=== TASK PROMPT ===
Scan the material for the word "Serialize" and return every matching line.

=== DATA FOR THIS EXERCISE ===
//! Conflict naming for occupied destinations
//!
//! When a target name is taken, candidates are generated by inserting a
//! counter:
//!
//! - files: `report.pdf` -> `report(1).pdf`, `report(2).pdf`, ...
//! - directories: `photos` -> `photos(1)`, `photos(2)`, ...
//!
//! The existence check is supplied by the caller so the search stays pure.

use fsmgr_core::domain::newtypes::validate_name;
use tracing::debug;

use crate::error::NamingError;

/// Default upper bound for the `(n)` counter
pub const DEFAULT_MAX_SUFFIX: u32 = 10_000;

/// Whether a name belongs to a file (suffix goes before the extension)
/// or a directory (suffix goes at the end)
#[derive(Debug, Clone, Copy, PartialEq, Eq)]
pub enum NameKind {
    File,
    Directory,
}

/// Split `name` into stem and extension (without the dot).
///
/// A leading dot does not start an extension, so `.env` has none.
pub fn split_extension(name: &str) -> (&str, Option<&str>) {
    match name.rfind('.') {
        Some(idx) if idx > 0 && idx + 1 < name.len() => (&name[..idx], Some(&name[idx + 1..])),
        _ => (name, None),
    }
}

/// Make a file rename keep the source's extension.
///
/// If `requested` does not already end in the source extension (compared
/// case-insensitively), the source extension is appended. Sources without
/// an extension leave `requested` untouched.
///
/// ```
/// use fsmgr_conflict::force_extension;
///
/// assert_eq!(force_extension("report.pdf", "summary"), "summary.pdf");
/// assert_eq!(force_extension("report.pdf", "summary.PDF"), "summary.PDF");
/// assert_eq!(force_extension("report.pdf", "summary.txt"), "summary.txt.pdf");
/// ```
pub fn force_extension(source: &str, requested: &str) -> String {
    let Some(source_ext) = split_extension(source).1 else {
        return requested.to_string();
    };
    match split_extension(requested).1 {
        Some(ext) if ext.eq_ignore_ascii_case(source_ext) => requested.to_string(),
        _ => format!("{requested}.{source_ext}"),
    }
}

/// Produces free names for occupied destinations
#[derive(Debug, Clone, Copy)]
pub struct NameConflictResolver {
    max_suffix: u32,
}

impl Default for NameConflictResolver {
    fn default() -> Self {
        Self::new(DEFAULT_MAX_SUFFIX)
    }
}

impl NameConflictResolver {
    #[must_use]
    pub fn new(max_suffix: u32) -> Self {
        Self {
            max_suffix: max_suffix.max(1),
        }
    }

    pub fn max_suffix(&self) -> u32 {
        self.max_suffix
    }

    /// The `n`-th candidate for `name`
    pub fn candidate(name: &str, kind: NameKind, n: u32) -> String {
        match (kind, split_extension(name)) {
            (NameKind::File, (stem, Some(ext))) => format!("{stem}({n}).{ext}"),
            _ => format!("{name}({n})"),
        }
    }

    /// All suffixed candidates in search order, bounded by the cap
    pub fn candidates<'a>(&self, name: &'a str, kind: NameKind) -> impl Iterator<Item = String> + 'a {
        (1..=self.max_suffix).map(move |n| Self::candidate(name, kind, n))
    }

    /// Return `name` itself if free, otherwise the first free candidate.
    ///
    /// # Errors
    /// `InvalidName` if `name` is not a single segment, `TooManyConflicts`
    /// when every candidate up to the cap is taken.
    pub fn unique_name<F>(&self, name: &str, kind: NameKind, mut exists: F) -> Result<String, NamingError>
    where
        F: FnMut(&str) -> bool,
    {
        validate_name(name)?;
        if !exists(name) {
            return Ok(name.to_string());
        }

        for candidate in self.candidates(name, kind) {
            if !exists(&candidate) {
                debug!(original = name, chosen = %candidate, "Resolved name conflict");
                return Ok(candidate);
            }
        }

        Err(NamingError::TooManyConflicts {
            name: name.to_string(),
            max: self.max_suffix,
        })
    }
}

#[cfg(test)]
mod tests {
    use std::collections::HashSet;

    use super::*;

    fn taken(names: &[&str]) -> HashSet<String> {
        names.iter().map(|s| s.to_string()).collect()
    }

    #[test]
    fn test_free_name_is_returned_unchanged() {
        let resolver = NameConflictResolver::default();
        let name = resolver
            .unique_name("report.pdf", NameKind::File, |_| false)
            .unwrap();
        assert_eq!(name, "report.pdf");
    }

    #[test]
    fn test_file_suffix_goes_before_extension() {
        let existing = taken(&["report.pdf"]);
        let name = NameConflictResolver::default()
            .unique_name("report.pdf", NameKind::File, |n| existing.contains(n))
            .unwrap();
        assert_eq!(name, "report(1).pdf");
    }

    #[test]
    fn test_directory_suffix_goes_at_end() {
        let existing = taken(&["v1.2"]);
        let name = NameConflictResolver::default()
            .unique_name("v1.2", NameKind::Directory, |n| existing.contains(n))
            .unwrap();
        assert_eq!(name, "v1.2(1)");
    }

    #[test]
    fn test_n_existing_names_yield_suffix_n() {
        let mut existing = taken(&["x.txt"]);
        for i in 1..5 {
            existing.insert(format!("x({i}).txt"));
        }
        let name = NameConflictResolver::default()
            .unique_name("x.txt", NameKind::File, |n| existing.contains(n))
            .unwrap();
        assert_eq!(name, "x(5).txt");
    }

    #[test]
    fn test_multiple_dots_use_last_extension() {
        assert_eq!(
            NameConflictResolver::candidate("archive.tar.gz", NameKind::File, 2),
            "archive.tar(2).gz"
        );
    }

    #[test]
    fn test_dotfile_has_no_extension() {
        assert_eq!(split_extension(".env"), (".env", None));
        assert_eq!(
            NameConflictResolver::candidate(".env", NameKind::File, 1),
            ".env(1)"
        );
    }

    #[test]
    fn test_cap_is_enforced() {
        let resolver = NameConflictResolver::new(3);
        let err = resolver
            .unique_name("a.txt", NameKind::File, |_| true)
            .unwrap_err();
        assert_eq!(
            err,
            NamingError::TooManyConflicts {
                name: "a.txt".to_string(),
                max: 3
            }
        );
    }

    #[test]
    fn test_invalid_base_name() {
        let err = NameConflictResolver::default()
            .unique_name("a/b", NameKind::File, |_| false)
            .unwrap_err();
        assert!(matches!(err, NamingError::InvalidName(_)));
    }

    #[test]
    fn test_candidates_are_bounded() {
        let resolver = NameConflictResolver::new(4);
        let all: Vec<_> = resolver.candidates("d", NameKind::Directory).collect();
        assert_eq!(all, vec!["d(1)", "d(2)", "d(3)", "d(4)"]);
    }

    // ------------------------------------------------------------------------
    // Extension forcing
    // ------------------------------------------------------------------------

    #[test]
    fn test_force_extension_cases() {
        assert_eq!(force_extension("report.pdf", "summary"), "summary.pdf");
        assert_eq!(force_extension("report.pdf", "summary.pdf"), "summary.pdf");
        assert_eq!(force_extension("report.pdf", "Summary.Pdf"), "Summary.Pdf");
        assert_eq!(force_extension("report.pdf", "summary.txt"), "summary.txt.pdf");
        assert_eq!(force_extension("Makefile", "GNUmakefile"), "GNUmakefile");
        assert_eq!(force_extension(".env", "env.local"), "env.local");
    }
}
//! Item metadata records
//!
//! An [`Item`] is the persisted metadata of one file or directory under the
//! managed root. Its lifecycle:
//!
//! ```text
//!   upload / mkdir          rename / move
//!  ───────────────► Live ◄──────────────┐
//!                   │  ▲                 │
//!       soft delete │  │ restore         │
//!                   ▼  │                 │
//!                 Deleted ───────────────┘ (not allowed while deleted)
//!                   │
//!                   │ permanent delete
//!                   ▼
//!               (record gone)
//! ```
//!
//! A record is deleted exactly when it carries a `deleted_path`; the two
//! fields cannot drift apart because `is_deleted()` is derived.

use std::path::{Path, PathBuf};

use chrono::{DateTime, Utc};
use serde::{Deserialize, Serialize};

use super::errors::DomainError;
use super::newtypes::{CanonicalPath, ItemId};

/// Identity of the caller performing an operation.
///
/// Supplied by the embedding application (or the CLI); recorded as owner,
/// modifier and default issuer on records it touches.
#[derive(Debug, Clone, PartialEq, Eq, Hash, Serialize, Deserialize)]
#[serde(transparent)]
pub struct Actor(String);

impl Actor {
    /// Create an actor from a display name
    ///
    /// # Errors
    /// Returns `DomainError::ValidationFailed` for blank names
    pub fn new(name: impl Into<String>) -> Result<Self, DomainError> {
        let name = name.into();
        if name.trim().is_empty() {
            return Err(DomainError::ValidationFailed(
                "actor name must not be empty".to_string(),
            ));
        }
        Ok(Self(name))
    }

    /// The actor's name
    #[must_use]
    pub fn name(&self) -> &str {
        &self.0
    }
}

impl std::fmt::Display for Actor {
    fn fmt(&self, f: &mut std::fmt::Formatter<'_>) -> std::fmt::Result {
        f.write_str(&self.0)
    }
}

/// Plain field bag used to rebuild an [`Item`] from storage.
#[derive(Debug, Clone)]
pub struct ItemParts {
    pub id: ItemId,
    pub canonical_path: CanonicalPath,
    pub size: u64,
    pub date_modified: DateTime<Utc>,
    pub owner: String,
    pub modified_by: String,
    pub issued_by: String,
    pub expiry_date: Option<DateTime<Utc>>,
    pub is_folder: bool,
    pub deleted_path: Option<PathBuf>,
}

/// A persisted metadata record for a file or directory.
#[derive(Debug, Clone, PartialEq, Eq, Serialize, Deserialize)]
pub struct Item {
    id: ItemId,
    name: String,
    canonical_path: CanonicalPath,
    size: u64,
    date_modified: DateTime<Utc>,
    owner: String,
    modified_by: String,
    issued_by: String,
    expiry_date: Option<DateTime<Utc>>,
    is_folder: bool,
    deleted_path: Option<PathBuf>,
}

impl Item {
    /// Rebuild an item from its stored fields.
    ///
    /// # Errors
    /// Returns `DomainError::InvalidPath` for a record at the root, which
    /// can never be stored.
    pub fn from_parts(parts: ItemParts) -> Result<Self, DomainError> {
        if parts.canonical_path.is_root() {
            return Err(DomainError::InvalidPath(
                "the managed root has no record".to_string(),
            ));
        }
        Ok(Self {
            id: parts.id,
            name: parts.canonical_path.name().to_string(),
            canonical_path: parts.canonical_path,
            size: parts.size,
            date_modified: parts.date_modified,
            owner: parts.owner,
            modified_by: parts.modified_by,
            issued_by: parts.issued_by,
            expiry_date: parts.expiry_date,
            is_folder: parts.is_folder,
            deleted_path: parts.deleted_path,
        })
    }

    // --- accessors ---

    pub fn id(&self) -> ItemId {
        self.id
    }

    pub fn name(&self) -> &str {
        &self.name
    }

    pub fn canonical_path(&self) -> &CanonicalPath {
        &self.canonical_path
    }

    /// Bytes; for folders the sum of contained files
    pub fn size(&self) -> u64 {
        self.size
    }

    pub fn date_modified(&self) -> DateTime<Utc> {
        self.date_modified
    }

    pub fn owner(&self) -> &str {
        &self.owner
    }

    pub fn modified_by(&self) -> &str {
        &self.modified_by
    }

    pub fn issued_by(&self) -> &str {
        &self.issued_by
    }

    pub fn expiry_date(&self) -> Option<DateTime<Utc>> {
        self.expiry_date
    }

    pub fn is_folder(&self) -> bool {
        self.is_folder
    }

    pub fn is_deleted(&self) -> bool {
        self.deleted_path.is_some()
    }

    /// Location inside the recycle area while deleted
    pub fn deleted_path(&self) -> Option<&Path> {
        self.deleted_path.as_deref()
    }

    // --- transitions ---

    /// Point the record at a new canonical path (rename or move).
    ///
    /// # Errors
    /// Returns `DomainError::InvalidState` for deleted records and
    /// `DomainError::InvalidPath` for the root.
    pub fn relocate(&mut self, path: CanonicalPath, actor: &Actor) -> Result<(), DomainError> {
        if self.is_deleted() {
            return Err(DomainError::InvalidState {
                from: "deleted".to_string(),
                to: "relocated".to_string(),
            });
        }
        if path.is_root() {
            return Err(DomainError::InvalidPath(
                "cannot relocate onto the managed root".to_string(),
            ));
        }
        self.name = path.name().to_string();
        self.canonical_path = path;
        self.touch(actor);
        Ok(())
    }

    /// Flip the record into the recycle area.
    ///
    /// # Errors
    /// Returns `DomainError::InvalidState` if already deleted
    pub fn mark_deleted(&mut self, deleted_path: PathBuf, actor: &Actor) -> Result<(), DomainError> {
        if self.is_deleted() {
            return Err(DomainError::InvalidState {
                from: "deleted".to_string(),
                to: "deleted".to_string(),
            });
        }
        self.deleted_path = Some(deleted_path);
        self.touch(actor);
        Ok(())
    }

    /// Bring the record back to its canonical path.
    ///
    /// # Errors
    /// Returns `DomainError::InvalidState` if the record is live
    pub fn mark_restored(&mut self, actor: &Actor) -> Result<(), DomainError> {
        if !self.is_deleted() {
            return Err(DomainError::InvalidState {
                from: "live".to_string(),
                to: "live".to_string(),
            });
        }
        self.deleted_path = None;
        self.touch(actor);
        Ok(())
    }

    /// Record new file content written over this item.
    pub fn record_content(
        &mut self,
        size: u64,
        actor: &Actor,
        issued_by: Option<String>,
        expiry_date: Option<DateTime<Utc>>,
    ) {
        self.size = size;
        if let Some(issued_by) = issued_by {
            self.issued_by = issued_by;
        }
        self.expiry_date = expiry_date;
        self.touch(actor);
    }

    fn touch(&mut self, actor: &Actor) {
        self.date_modified = Utc::now();
        self.modified_by = actor.name().to_string();
    }
}

/// Insert payload for a record that does not exist yet.
#[derive(Debug, Clone, PartialEq, Eq)]
pub struct NewItem {
    pub canonical_path: CanonicalPath,
    pub size: u64,
    pub date_modified: DateTime<Utc>,
    pub owner: String,
    pub modified_by: String,
    pub issued_by: String,
    pub expiry_date: Option<DateTime<Utc>>,
    pub is_folder: bool,
}

impl NewItem {
    /// A file record created by `actor`
    pub fn file(canonical_path: CanonicalPath, size: u64, actor: &Actor) -> Self {
        Self {
            canonical_path,
            size,
            date_modified: Utc::now(),
            owner: actor.name().to_string(),
            modified_by: actor.name().to_string(),
            issued_by: actor.name().to_string(),
            expiry_date: None,
            is_folder: false,
        }
    }

    /// An empty folder record created by `actor`
    pub fn folder(canonical_path: CanonicalPath, actor: &Actor) -> Self {
        Self {
            is_folder: true,
            ..Self::file(canonical_path, 0, actor)
        }
    }

    /// Override the issuer (defaults to the creating actor)
    pub fn with_issued_by(mut self, issued_by: Option<String>) -> Self {
        if let Some(issued_by) = issued_by {
            self.issued_by = issued_by;
        }
        self
    }

    pub fn with_expiry(mut self, expiry_date: Option<DateTime<Utc>>) -> Self {
        self.expiry_date = expiry_date;
        self
    }

    /// Display name derived from the path
    pub fn name(&self) -> &str {
        self.canonical_path.name()
    }

    /// Materialize the record once the store has assigned an id.
    ///
    /// # Errors
    /// Returns `DomainError::InvalidPath` for a root path
    pub fn into_item(self, id: ItemId) -> Result<Item, DomainError> {
        Item::from_parts(ItemParts {
            id,
            canonical_path: self.canonical_path,
            size: self.size,
            date_modified: self.date_modified,
            owner: self.owner,
            modified_by: self.modified_by,
            issued_by: self.issued_by,
            expiry_date: self.expiry_date,
            is_folder: self.is_folder,
            deleted_path: None,
        })
    }
}

/// Human-readable size with 1024-based units and two decimals.
///
/// ```
/// use fsmgr_core::domain::format_size;
///
/// assert_eq!(format_size(512), "512 B");
/// assert_eq!(format_size(1536), "1.50 KB");
/// ```
pub fn format_size(bytes: u64) -> String {
    const KB: u64 = 1024;
    const MB: u64 = KB * 1024;
    const GB: u64 = MB * 1024;

    if bytes >= GB {
        format!("{:.2} GB", bytes as f64 / GB as f64)
    } else if bytes >= MB {
        format!("{:.2} MB", bytes as f64 / MB as f64)
    } else if bytes >= KB {
        format!("{:.2} KB", bytes as f64 / KB as f64)
    } else {
        format!("{bytes} B")
    }
}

=== RESPONSE AREA ===
use serde::{Deserialize, Serialize};
#[derive(Debug, Clone, PartialEq, Eq, Hash, Serialize, Deserialize)]
#[derive(Debug, Clone, PartialEq, Eq, Serialize, Deserialize)]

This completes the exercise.